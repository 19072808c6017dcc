use std::path::PathBuf;

use anyhow::{Context, Result};

/// Web client configuration loaded from environment variables.
#[derive(Debug, Clone)]
pub struct Config {
    /// Base URL of the article generation API.
    pub article_api_url: String,
    /// Where generated articles are written for download. Only files named
    /// like generated articles are ever served back out of it.
    pub download_dir: PathBuf,
    pub port: u16,
    pub rust_log: String,
}

impl Config {
    pub fn from_env() -> Result<Self> {
        dotenvy::dotenv().ok(); // load .env if present; ignore if missing

        Ok(Config {
            article_api_url: std::env::var("ARTICLE_API_URL")
                .unwrap_or_else(|_| "http://localhost:8000".to_string()),
            download_dir: std::env::var("DOWNLOAD_DIR")
                .map(PathBuf::from)
                .unwrap_or_else(|_| PathBuf::from("downloads")),
            port: std::env::var("PORT")
                .unwrap_or_else(|_| "7860".to_string())
                .parse::<u16>()
                .context("PORT must be a valid port number")?,
            rust_log: std::env::var("RUST_LOG").unwrap_or_else(|_| "info".to_string()),
        })
    }
}
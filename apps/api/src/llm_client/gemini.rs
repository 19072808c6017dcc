//! Gemini `generateContent` client.

use std::borrow::Cow;
use std::time::Duration;

use async_trait::async_trait;
use reqwest::Client;
use serde::{Deserialize, Serialize};
use tracing::debug;

use super::{GenerationParams, LlmError, TextGenerator};

/// Backstop for a hung upstream. Expiry is reported like any other HTTP error.
const REQUEST_TIMEOUT: Duration = Duration::from_secs(120);

/// Wraps the Gemini REST API for non-streaming text generation.
#[derive(Clone)]
pub struct GeminiClient {
    client: Client,
    api_base: String,
    model: String,
    api_key: Option<String>,
}

impl GeminiClient {
    pub fn new(
        api_base: impl Into<String>,
        model: impl Into<String>,
        api_key: Option<String>,
    ) -> Result<Self, LlmError> {
        Ok(Self {
            client: Client::builder().timeout(REQUEST_TIMEOUT).build()?,
            api_base: api_base.into(),
            model: model.into(),
            api_key,
        })
    }

    pub fn model(&self) -> &str {
        &self.model
    }

    fn endpoint(&self) -> String {
        format!(
            "{}/{}:generateContent",
            self.api_base.trim_end_matches('/'),
            model_resource(&self.model)
        )
    }
}

/// Bare model names live under `models/`; tuned models already carry their
/// `tunedModels/` prefix.
fn model_resource(model: &str) -> Cow<'_, str> {
    if model.contains('/') {
        Cow::Borrowed(model)
    } else {
        Cow::Owned(format!("models/{model}"))
    }
}

#[async_trait]
impl TextGenerator for GeminiClient {
    async fn generate(&self, prompt: &str, params: &GenerationParams) -> Result<String, LlmError> {
        let api_key = self
            .api_key
            .as_deref()
            .ok_or_else(|| LlmError::NotConfigured("GOOGLE_API_KEY is not set".to_string()))?;

        let request_body = GenerateContentRequest {
            contents: vec![Content {
                role: "user",
                parts: vec![RequestPart { text: prompt }],
            }],
            generation_config: GenerationConfig::from(params),
        };

        debug!(
            model = %self.model,
            prompt_len = prompt.len(),
            max_output_tokens = params.max_output_tokens,
            "Sending request to Gemini API"
        );

        let response = self
            .client
            .post(self.endpoint())
            .header("x-goog-api-key", api_key)
            .json(&request_body)
            .send()
            .await?;

        let status = response.status();
        if !status.is_success() {
            let body = response.text().await.unwrap_or_default();
            let message = serde_json::from_str::<GeminiError>(&body)
                .map(|e| e.error.message)
                .unwrap_or(body);
            return Err(LlmError::Api {
                status: status.as_u16(),
                message,
            });
        }

        let parsed: GenerateContentResponse = response.json().await?;
        extract_text(parsed)
    }
}

/// Pulls the article text out of the first candidate.
fn extract_text(response: GenerateContentResponse) -> Result<String, LlmError> {
    if let Some(reason) = response.prompt_feedback.and_then(|f| f.block_reason) {
        return Err(LlmError::Blocked(reason));
    }

    let candidate = response
        .candidates
        .into_iter()
        .next()
        .ok_or(LlmError::EmptyContent)?;

    if candidate.finish_reason.as_deref() == Some("SAFETY") {
        return Err(LlmError::Blocked("SAFETY".to_string()));
    }

    let text: String = candidate
        .content
        .map(|c| c.parts.into_iter().filter_map(|p| p.text).collect())
        .unwrap_or_default();

    if text.trim().is_empty() {
        return Err(LlmError::EmptyContent);
    }
    Ok(text)
}

// ────────────────────────────────────────────────────────────────────────────
// Wire types
// ────────────────────────────────────────────────────────────────────────────

#[derive(Debug, Serialize)]
#[serde(rename_all = "camelCase")]
struct GenerateContentRequest<'a> {
    contents: Vec<Content<'a>>,
    generation_config: GenerationConfig,
}

#[derive(Debug, Serialize)]
struct Content<'a> {
    role: &'a str,
    parts: Vec<RequestPart<'a>>,
}

#[derive(Debug, Serialize)]
struct RequestPart<'a> {
    text: &'a str,
}

#[derive(Debug, Serialize)]
#[serde(rename_all = "camelCase")]
struct GenerationConfig {
    temperature: f32,
    top_p: f32,
    top_k: u32,
    max_output_tokens: u32,
}

impl From<&GenerationParams> for GenerationConfig {
    fn from(params: &GenerationParams) -> Self {
        Self {
            temperature: params.temperature,
            top_p: params.top_p,
            top_k: params.top_k,
            max_output_tokens: params.max_output_tokens,
        }
    }
}

#[derive(Debug, Deserialize)]
#[serde(rename_all = "camelCase")]
struct GenerateContentResponse {
    #[serde(default)]
    candidates: Vec<Candidate>,
    #[serde(default)]
    prompt_feedback: Option<PromptFeedback>,
}

#[derive(Debug, Deserialize)]
#[serde(rename_all = "camelCase")]
struct Candidate {
    #[serde(default)]
    content: Option<ResponseContent>,
    #[serde(default)]
    finish_reason: Option<String>,
}

#[derive(Debug, Deserialize)]
struct ResponseContent {
    #[serde(default)]
    parts: Vec<ResponsePart>,
}

#[derive(Debug, Deserialize)]
struct ResponsePart {
    text: Option<String>,
}

#[derive(Debug, Deserialize)]
#[serde(rename_all = "camelCase")]
struct PromptFeedback {
    block_reason: Option<String>,
}

#[derive(Debug, Deserialize)]
struct GeminiError {
    error: GeminiErrorBody,
}

#[derive(Debug, Deserialize)]
struct GeminiErrorBody {
    message: String,
}
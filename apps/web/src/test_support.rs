//! Fake article API shared by the web client's tests.

use std::sync::atomic::{AtomicUsize, Ordering};
use std::sync::{Arc, Mutex};

use axum::{extract::State, http::StatusCode, routing::post, Json, Router};
use serde_json::{json, Value};

use crate::article_client::ArticleClient;

pub const ARTICLE: &str = "The Riverside Rovers clinched the regional title on Saturday, \
    beating their rivals 3-1 in front of a sold-out home crowd.";

pub const GENERATED_AT: &str = "2026-10-16T09:30:00.123456Z";

#[derive(Clone)]
pub struct FakeApi {
    pub base_url: String,
    status: StatusCode,
    reply: Value,
    pub hits: Arc<AtomicUsize>,
    pub bodies: Arc<Mutex<Vec<Value>>>,
}

impl FakeApi {
    pub fn hit_count(&self) -> usize {
        self.hits.load(Ordering::SeqCst)
    }
}

async fn fake_generate(
    State(api): State<FakeApi>,
    Json(body): Json<Value>,
) -> (StatusCode, Json<Value>) {
    api.hits.fetch_add(1, Ordering::SeqCst);
    api.bodies.lock().unwrap().push(body);
    (api.status, Json(api.reply.clone()))
}

/// Serves a fake `/generate-article` on an ephemeral port.
pub async fn spawn_api(status: StatusCode, reply: Value) -> (ArticleClient, FakeApi) {
    let listener = tokio::net::TcpListener::bind("127.0.0.1:0").await.unwrap();
    let addr = listener.local_addr().unwrap();

    let api = FakeApi {
        base_url: format!("http://{addr}"),
        status,
        reply,
        hits: Arc::new(AtomicUsize::new(0)),
        bodies: Arc::new(Mutex::new(Vec::new())),
    };
    let app = Router::new()
        .route("/generate-article", post(fake_generate))
        .with_state(api.clone());

    tokio::spawn(async move {
        axum::serve(listener, app).await.unwrap();
    });

    (ArticleClient::new(api.base_url.clone()), api)
}

pub fn success_reply(headline: &str) -> Value {
    json!({
        "headline": headline,
        "article": ARTICLE,
        "generated_at": GENERATED_AT,
        "word_count": ARTICLE.split_whitespace().count()
    })
}
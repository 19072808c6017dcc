//! Download endpoint for generated articles.

use axum::{
    extract::{Path, State},
    http::{header, StatusCode},
    response::{IntoResponse, Response},
};
use tracing::{error, warn};

use crate::generate::is_article_file_name;
use crate::state::AppState;

/// GET /downloads/:file_name
/// Serves a generated article as a text attachment. Any other name in the
/// download dir is a 404, whether or not the file exists.
pub async fn download_article(
    State(state): State<AppState>,
    Path(file_name): Path<String>,
) -> Response {
    if !is_article_file_name(&file_name) {
        warn!(file_name = %file_name, "Refusing download of non-article file");
        return StatusCode::NOT_FOUND.into_response();
    }

    let path = state.config.download_dir.join(&file_name);
    match tokio::fs::read(&path).await {
        Ok(bytes) => (
            [
                (header::CONTENT_TYPE, "text/plain; charset=utf-8".to_string()),
                (
                    header::CONTENT_DISPOSITION,
                    format!("attachment; filename=\"{file_name}\""),
                ),
            ],
            bytes,
        )
            .into_response(),
        Err(e) if e.kind() == std::io::ErrorKind::NotFound => {
            StatusCode::NOT_FOUND.into_response()
        }
        Err(e) => {
            error!("Failed to read {}: {e}", path.display());
            StatusCode::INTERNAL_SERVER_ERROR.into_response()
        }
    }
}
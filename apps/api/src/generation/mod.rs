// Article generation: request validation, tone, prompt building and the provider call.
// All provider calls go through llm_client.

pub mod generator;
pub mod handlers;
pub mod prompts;
pub mod tone;
use axum::{extract::State, Json};
use serde_json::{json, Value};

use crate::state::AppState;

/// GET /health
/// Static liveness payload. Does not probe the text provider.
pub async fn health_handler(State(state): State<AppState>) -> Json<Value> {
    Json(json!({
        "status": "healthy",
        "model": state.config.model,
    }))
}
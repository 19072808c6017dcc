//! Axum route handlers for the Generation API.

use axum::{extract::rejection::JsonRejection, extract::State, Json};

use crate::errors::AppError;
use crate::generation::generator::{generate_article, ArticleResponse, GenerateArticleRequest};
use crate::state::AppState;

/// POST /generate-article
///
/// Validates the request, generates the article and returns it with metadata.
/// Malformed bodies are reported as 422 with the same `{detail}` shape as
/// every other error.
pub async fn handle_generate_article(
    State(state): State<AppState>,
    payload: Result<Json<GenerateArticleRequest>, JsonRejection>,
) -> Result<Json<ArticleResponse>, AppError> {
    let Json(request) = payload?;
    let spec = request.validate()?;

    let response = generate_article(state.generator.as_ref(), spec).await?;

    Ok(Json(response))
}
//! The "Generate Article" action behind the form.
//!
//! Validates locally, calls the API, writes the raw article for download and
//! records the generation in the caller's session history. Failures never
//! touch the history.

use std::path::{Path, PathBuf};

use chrono::{DateTime, Local, NaiveDateTime};
use tracing::{info, warn};

use crate::article_client::{ArticleClient, GenerationRequest, GenerationResult};
use crate::errors::ClientError;
use crate::session::{SessionHistory, SessionHistoryEntry};

pub const EMPTY_HEADLINE_MESSAGE: &str = "Please enter a headline first!";

const ARTICLE_FILE_PREFIX: &str = "article_";
const ARTICLE_FILE_SUFFIX: &str = ".txt";
const ARTICLE_TIMESTAMP_FORMAT: &str = "%Y%m%d_%H%M%S";

/// What the page shows after a generate attempt.
#[derive(Debug, Clone)]
pub struct GenerateOutcome {
    /// Markdown rendering of the article, or the error text.
    pub rendered: String,
    /// File written for download; only set on success.
    pub download: Option<PathBuf>,
    /// Articles generated so far in this session.
    pub session_count: usize,
}

impl GenerateOutcome {
    pub fn succeeded(&self) -> bool {
        self.download.is_some()
    }
}

pub async fn on_generate(
    client: &ArticleClient,
    download_dir: &Path,
    history: &mut SessionHistory,
    headline: &str,
    tone: &str,
    length: u32,
) -> GenerateOutcome {
    if headline.trim().is_empty() {
        return GenerateOutcome {
            rendered: EMPTY_HEADLINE_MESSAGE.to_string(),
            download: None,
            session_count: history.len(),
        };
    }

    let request = GenerationRequest {
        headline: headline.to_string(),
        tone: tone.to_lowercase(),
        length,
    };

    match fetch_and_save(client, download_dir, &request).await {
        Ok((result, path)) => {
            history.record(SessionHistoryEntry {
                headline: request.headline,
                generated_at: result.generated_at.clone(),
            });
            info!(
                word_count = result.word_count,
                file = %path.display(),
                session_count = history.len(),
                "Article generated"
            );
            GenerateOutcome {
                rendered: render_markdown(&result),
                download: Some(path),
                session_count: history.len(),
            }
        }
        Err(e) => {
            warn!("Article generation failed: {e}");
            GenerateOutcome {
                rendered: e.to_string(),
                download: None,
                session_count: history.len(),
            }
        }
    }
}

async fn fetch_and_save(
    client: &ArticleClient,
    download_dir: &Path,
    request: &GenerationRequest,
) -> Result<(GenerationResult, PathBuf), ClientError> {
    let result = client.generate(request).await?;
    let path = save_article(download_dir, &result.article, Local::now()).await?;
    Ok((result, path))
}

/// Human-readable rendering shown on the page.
pub fn render_markdown(result: &GenerationResult) -> String {
    format!(
        "# {}\n\nGenerated on {}\n\n{}\n\nWord count: {}\n",
        result.headline, result.generated_at, result.article, result.word_count
    )
}

/// `article_YYYYmmdd_HHMMSS.txt`. Two articles in the same second share a name
/// and the later one overwrites the earlier.
pub fn article_file_name(at: DateTime<Local>) -> String {
    format!(
        "{ARTICLE_FILE_PREFIX}{}{ARTICLE_FILE_SUFFIX}",
        at.format(ARTICLE_TIMESTAMP_FORMAT)
    )
}

/// True only for names `article_file_name` can produce.
pub fn is_article_file_name(name: &str) -> bool {
    let Some(stamp) = name
        .strip_prefix(ARTICLE_FILE_PREFIX)
        .and_then(|rest| rest.strip_suffix(ARTICLE_FILE_SUFFIX))
    else {
        return false;
    };
    // chrono accepts single-digit fields, so pin the width too.
    stamp.len() == 15 && NaiveDateTime::parse_from_str(stamp, ARTICLE_TIMESTAMP_FORMAT).is_ok()
}

/// Writes exactly the article text, nothing else.
async fn save_article(dir: &Path, article: &str, at: DateTime<Local>) -> std::io::Result<PathBuf> {
    tokio::fs::create_dir_all(dir).await?;
    let path = dir.join(article_file_name(at));
    tokio::fs::write(&path, article).await?;
    Ok(path)
}

#[cfg(test)]
mod tests {
    use super::*;

    use axum::http::StatusCode;
    use chrono::TimeZone;
    use serde_json::json;
    use tempfile::TempDir;

    use crate::test_support::{spawn_api, success_reply, ARTICLE, GENERATED_AT};

    fn files_in(dir: &Path) -> Vec<PathBuf> {
        std::fs::read_dir(dir)
            .unwrap()
            .map(|e| e.unwrap().path())
            .collect()
    }

    #[tokio::test]
    async fn test_empty_headline_never_calls_api() {
        let (client, api) = spawn_api(StatusCode::OK, success_reply("unused")).await;
        let downloads = TempDir::new().unwrap();
        let mut history = SessionHistory::default();

        for headline in ["", "   "] {
            let outcome =
                on_generate(&client, downloads.path(), &mut history, headline, "Neutral", 500)
                    .await;
            assert_eq!(outcome.rendered, EMPTY_HEADLINE_MESSAGE);
            assert!(!outcome.succeeded());
            assert_eq!(outcome.session_count, 0);
        }

        assert_eq!(api.hit_count(), 0);
        assert!(files_in(downloads.path()).is_empty());
    }

    #[tokio::test]
    async fn test_service_failure_shows_status_and_body() {
        let (client, _api) = spawn_api(
            StatusCode::INTERNAL_SERVER_ERROR,
            json!({ "detail": "Error generating article: quota exceeded" }),
        )
        .await;
        let downloads = TempDir::new().unwrap();
        let mut history = SessionHistory::default();

        let outcome = on_generate(
            &client,
            downloads.path(),
            &mut history,
            "Markets Rally",
            "Casual",
            400,
        )
        .await;

        assert!(outcome.rendered.starts_with("Error: 500"));
        assert!(outcome.rendered.contains("quota exceeded"));
        assert!(outcome.download.is_none());
        assert_eq!(outcome.session_count, 0);
        assert_eq!(history.len(), 0);
        assert!(files_in(downloads.path()).is_empty());
    }

    #[tokio::test]
    async fn test_unreachable_service_is_reported() {
        // Bind then drop to get a port with nothing listening.
        let addr = {
            let listener = tokio::net::TcpListener::bind("127.0.0.1:0").await.unwrap();
            listener.local_addr().unwrap()
        };
        let client = ArticleClient::new(format!("http://{addr}"));
        let downloads = TempDir::new().unwrap();
        let mut history = SessionHistory::default();

        let outcome =
            on_generate(&client, downloads.path(), &mut history, "Storm Nears", "Formal", 200)
                .await;

        assert!(outcome.rendered.starts_with("Error generating article:"));
        assert_eq!(history.len(), 0);
    }

    #[tokio::test]
    async fn test_malformed_response_is_reported() {
        let (client, _api) = spawn_api(StatusCode::OK, json!({ "unexpected": true })).await;
        let downloads = TempDir::new().unwrap();
        let mut history = SessionHistory::default();

        let outcome =
            on_generate(&client, downloads.path(), &mut history, "Storm Nears", "Formal", 200)
                .await;

        assert!(outcome.rendered.starts_with("Error generating article:"));
        assert!(!outcome.succeeded());
        assert_eq!(history.len(), 0);
    }

    #[tokio::test]
    async fn test_successful_generation_end_to_end() {
        let headline = "Local Team Wins Championship";
        let (client, api) = spawn_api(StatusCode::OK, success_reply(headline)).await;
        let downloads = TempDir::new().unwrap();
        let mut history = SessionHistory::default();

        let outcome =
            on_generate(&client, downloads.path(), &mut history, headline, "Formal", 300).await;

        // Request sent with lowercased tone
        let bodies = api.bodies.lock().unwrap().clone();
        assert_eq!(bodies.len(), 1);
        assert_eq!(bodies[0]["headline"], headline);
        assert_eq!(bodies[0]["tone"], "formal");
        assert_eq!(bodies[0]["length"], 300);

        // Rendered markdown
        assert!(outcome.rendered.starts_with("# Local Team Wins Championship\n"));
        assert!(outcome
            .rendered
            .contains(&format!("Generated on {GENERATED_AT}")));
        assert!(outcome.rendered.contains(ARTICLE));
        let word_count = ARTICLE.split_whitespace().count();
        assert!(outcome
            .rendered
            .ends_with(&format!("Word count: {word_count}\n")));

        // Exactly one file, containing exactly the article
        let files = files_in(downloads.path());
        assert_eq!(files.len(), 1);
        assert_eq!(outcome.download.as_deref(), Some(files[0].as_path()));
        assert_eq!(std::fs::read_to_string(&files[0]).unwrap(), ARTICLE);

        // History and counter
        assert_eq!(outcome.session_count, 1);
        assert_eq!(
            history.entries(),
            [SessionHistoryEntry {
                headline: headline.to_string(),
                generated_at: GENERATED_AT.to_string(),
            }]
        );
    }

    #[tokio::test]
    async fn test_counter_accumulates_within_session() {
        let (client, _api) = spawn_api(StatusCode::OK, success_reply("Budget Passes")).await;
        let downloads = TempDir::new().unwrap();
        let mut history = SessionHistory::default();

        let first =
            on_generate(&client, downloads.path(), &mut history, "Budget Passes", "Neutral", 500)
                .await;
        let second =
            on_generate(&client, downloads.path(), &mut history, "Budget Passes", "Neutral", 500)
                .await;

        assert_eq!(first.session_count, 1);
        assert_eq!(second.session_count, 2);
    }

    #[test]
    fn test_article_file_name_uses_second_resolution_timestamp() {
        let at = Local.with_ymd_and_hms(2026, 10, 16, 9, 5, 7).unwrap();
        assert_eq!(article_file_name(at), "article_20261016_090507.txt");
    }

    #[test]
    fn test_only_generated_names_are_article_files() {
        let at = Local.with_ymd_and_hms(2026, 10, 16, 9, 5, 7).unwrap();
        assert!(is_article_file_name(&article_file_name(at)));

        for name in [
            ".env",
            "article_.txt",
            "article_20261016_090507.txt.bak",
            "article_20261016_090507.md",
            "article_20261399_090507.txt",
            "article_2026101_090507.txt",
            "../article_20261016_090507.txt",
            "notes_20261016_090507.txt",
        ] {
            assert!(!is_article_file_name(name), "{name} accepted");
        }
    }
}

⁂

[Goal of the exercise]
Across the records above, count the lines holding "Ordering" and reply with that number alone.

[Solution for this exercise]
3